Dom James Fox, el emprendedor abad de la abadía de Getsemaní entre 1948 y 1967, escribió una vez, exasperado, sobre su hermano Thomas Merton: «¡Tiene una mente tan eléctrica!». Merton irritaba a Fox con sus ideas, intuiciones e insistencias. Pero Fox sabía que Merton era sincero. Lo respetaba, apreciaba su compañía (cuando no estaban en medio de alguna épica disputa) y durante la mayor parte de su gobierno de la abadía se confesaba con Merton.
Sería absurdo comparar a Thomas Merton con Bernardo de Claraval, pero hay cierta similitud en sus caracteres. Bernardo no conoció la electricidad, pero también tenía una naturaleza voluble que debía equilibrar enormes tensiones.
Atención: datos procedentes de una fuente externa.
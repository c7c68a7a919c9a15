//! Constant buffer payload shared by the mesh and skybox shaders.
//!
//! # GPU Memory Layout (std140)
//!
//! | Offset | Size | Field |
//! |--------|------|-------|
//! | 0      | 64   | world |
//! | 64     | 64   | view |
//! | 128    | 64   | proj |
//! | 192    | 16   | light_direction |
//! | 208    | 16   | camera_position |
//!
//! Total size: 224 bytes

use bytemuck::{Pod, Zeroable};
use glam::{Mat4, Vec3, Vec4};

#[repr(C)]
#[derive(Clone, Copy, Debug, Default, PartialEq, Pod, Zeroable)]
pub struct SceneConstants {
    pub world: Mat4,
    pub view: Mat4,
    pub proj: Mat4,
    /// Direction the light travels, `w = 0`.
    pub light_direction: Vec4,
    /// Camera world position, `w = 1`.
    pub camera_position: Vec4,
}

impl SceneConstants {
    pub fn new(world: Mat4, view: Mat4, proj: Mat4, light_direction: Vec4, camera: Vec3) -> Self {
        Self {
            world,
            view,
            proj,
            light_direction,
            camera_position: camera.extend(1.0),
        }
    }

    #[inline]
    pub const fn size() -> usize {
        std::mem::size_of::<Self>()
    }
}

#[cfg(test)]
mod tests {
    use super::*;
    use std::mem::offset_of;

    #[test]
    fn test_scene_constants_size() {
        assert_eq!(SceneConstants::size(), 224);
        assert_eq!(SceneConstants::size() % 16, 0);
    }

    #[test]
    fn test_scene_constants_offsets() {
        assert_eq!(offset_of!(SceneConstants, world), 0);
        assert_eq!(offset_of!(SceneConstants, view), 64);
        assert_eq!(offset_of!(SceneConstants, proj), 128);
        assert_eq!(offset_of!(SceneConstants, light_direction), 192);
        assert_eq!(offset_of!(SceneConstants, camera_position), 208);
    }

    #[test]
    fn test_camera_position_has_unit_w() {
        let c = SceneConstants::new(
            Mat4::IDENTITY,
            Mat4::IDENTITY,
            Mat4::IDENTITY,
            Vec4::Z,
            Vec3::new(1.0, 2.0, 3.0),
        );
        assert_eq!(c.camera_position, Vec4::new(1.0, 2.0, 3.0, 1.0));
        assert_eq!(bytemuck::bytes_of(&c).len(), 224);
    }
}
//! Texture cache keyed by file path.

use std::path::Path;
use std::sync::Arc;

use tracing::info;

use meshview_resources::{ImageData, ResourceManager};
use meshview_rhi::device::Device;
use meshview_rhi::texture::Texture;

use crate::error::{RenderError, RenderResult};

pub struct TextureManager {
    cache: ResourceManager<Texture>,
    device: Arc<Device>,
}

impl TextureManager {
    pub fn new(device: Arc<Device>) -> Self {
        Self {
            cache: ResourceManager::new(),
            device,
        }
    }

    /// Decodes the image at `path` and uploads it, or returns the texture
    /// already loaded from that file.
    ///
    /// # Errors
    ///
    /// Returns an error if the file is missing or cannot be decoded, or if
    /// the upload fails.
    pub fn create_texture_from_file(&mut self, path: &Path) -> RenderResult<Arc<Texture>> {
        let device = &self.device;
        self.cache
            .create_resource_from_file(path, |full_path| -> Result<Texture, RenderError> {
                let image = ImageData::load(full_path)?;
                let texture =
                    Texture::from_rgba8(device.clone(), image.width, image.height, &image.pixels)?;
                info!(
                    "Texture uploaded: {:?} ({}x{})",
                    full_path, image.width, image.height
                );
                Ok(texture)
            })
    }

    /// Number of textures currently cached.
    pub fn len(&self) -> usize {
        self.cache.len()
    }

    pub fn is_empty(&self) -> bool {
        self.cache.is_empty()
    }
}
Las enseñanzas de Bernardo sobre la conversión provienen de una cultura bíblica sin igual y de nociones teológicas bien meditadas. También provienen, y cada vez más con el paso del tiempo, de la lucha personal por aprender a no dar por sentado que su camino es siempre el correcto, instruido por la experiencia, las heridas y las provocaciones para cuestionar su presunción y maravillarse ante la misericordiosa justicia de Dios.
Bernardo es un excelente compañero para cualquiera que emprenda un éxodo cuaresmal del egocentrismo y el orgullo, con el deseo de perseguir la verdad de sí mismo manteniendo los ojos fijos en el amor de Dios que todo lo ilumina.